Miłość bezwarunkowa
W ciszy biblioteki,
gdzie każdy tom jest świadkiem wieków i mądrości,
gdzie kurz na pergaminie opowiada historie nieopowiedziane,
tam miłość,
jak agape,
ta bezwarunkowa,
nie zna granic ludzkiej słabości ani przelotności chwil.
W atmosferze,
która pachnie starymi książkami,
gdzie każde słowo było kiedyś nowe,
jak każda miłość jest nowa dla serca,
które ją odkrywa,
miłość ta rozkwita.
Jest ona jak światło,
które przenika przez witraże gotyckich katedr,
łagodząc cienie i wydobywając z mroku piękno,
które inaczej pozostałoby niezauważone.
Tak jak filozofowie starożytności szukali prawdy w każdym zakątku bytu,
tak miłość bezwarunkowa szuka dobra w każdym człowieku,
nie zważając na jego niedoskonałości.
Jest to miłość,
która nie pyta o zasługi,
nie wymaga rewanżu,
nie zna kalkulacji serca.
W jej obecności,
każdy gest staje się poezją,
każde słowo – sonetem,
a milczenie zyskuje wymiar boskiej symfonii.
Ta miłość jest jak medytacja zen,
gdzie każdy oddech jest aktem oddania,
a każda myśl – modlitwą za drugiego.
Jest ona jak Arystotelesowska eudajmonia,
pełnia dobra,
która nie tylko wypełnia serce,
ale i promieniuje na zewnątrz,
dotykając każdego,
kto znajdzie się w jej zasięgu.
W tej miłości nie ma miejsca na egoizm,
tak jak w filozofii stoików,
gdzie jedyną prawdziwą wartością jest cnota.
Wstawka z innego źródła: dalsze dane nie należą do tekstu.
//! Hardware adapter: bridges real peripherals to [`ProcessIo`].
//!
//! Converter channels go through the ADC1 oneshot helpers, the pump through
//! the LEDC driver, and the Auto/Manual switch through any
//! `embedded_hal` input pin.  This is the only module the control tick
//! reaches hardware through.  On non-espidf targets the ADC and LEDC
//! helpers are simulation stubs.

use embedded_hal::digital::InputPin;

use crate::app::ports::{AnalogInput, AnalogOutput, DiscreteInput, ProcessIo, SwitchInput};
use crate::drivers::hw_init;
use crate::drivers::pump::PumpDriver;
use crate::pins;

/// Concrete adapter combining the board's process I/O.
pub struct HardwareAdapter<S: InputPin> {
    auto_switch: S,
    pump: PumpDriver,
}

impl<S: InputPin> HardwareAdapter<S> {
    /// `auto_switch` is active LOW: a closed contact selects Auto.
    pub fn new(auto_switch: S, pump: PumpDriver) -> Self {
        Self { auto_switch, pump }
    }

    pub fn pump(&self) -> &PumpDriver {
        &self.pump
    }
}

// ── ProcessIo implementation ──────────────────────────────────

impl<S: InputPin> ProcessIo for HardwareAdapter<S> {
    fn read_analog_input(&mut self, channel: AnalogInput) -> u16 {
        match channel {
            AnalogInput::FluidLevel => hw_init::adc1_read(pins::LEVEL_ADC_CHANNEL),
            AnalogInput::OutputFlow => hw_init::adc1_read(pins::FLOW_ADC_CHANNEL),
        }
    }

    fn read_discrete_input(&mut self, channel: DiscreteInput) -> u16 {
        match channel {
            DiscreteInput::Setpoint => hw_init::adc1_read(pins::SETPOINT_ADC_CHANNEL),
            DiscreteInput::ManualVoltage => hw_init::adc1_read(pins::MANUAL_ADC_CHANNEL),
        }
    }

    fn read_switch(&mut self, channel: SwitchInput) -> bool {
        match channel {
            // An unreadable switch means Manual.
            SwitchInput::AutoManual => self.auto_switch.is_low().unwrap_or(false),
        }
    }

    fn write_analog_output(&mut self, channel: AnalogOutput, code: u16) {
        match channel {
            AnalogOutput::Pump => self.pump.write(code),
        }
    }
}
Jest ona jak płomień w sercu,
który nigdy nie gaśnie,
nawet gdy wiatr próbuje zgasić jego blask.
To miłość,
która przetrwała upadek Rzymu,
przetrwała renesans i oświecenie,
bo jej korzenie sięgają głębiej niż jakakolwiek epoka – do samej natury ludzkiej duszy.
Bezwarunkowa miłość jest również jak ogród zen,
z jego kamieniami,
które symbolizują wieczność,
i piaskiem, który przypomina o mijającym czasie,
lecz w tej przestrzeni czas nie ma znaczenia.
Jest to miłość,
która nie mierzy się chwilami,
ale wiecznością serc,
które się spotkały.
W tej miłości,
jak w najpiękniejszych dziełach sztuki,
każdy detal jest doskonały,
a całość jest większa niż suma jej części.
Tak więc,
wśród tomów,
które są świadkami naszych najgłębszych refleksji,
miłość bezwarunkowa jest jak Platonowska idea – najwyższa forma dobra,
której poszukujemy,
by ostatecznie zrozumieć,
że to,
co najpiękniejsze,
to miłość,
która nie zna granic,
która jest esencją naszego istnienia.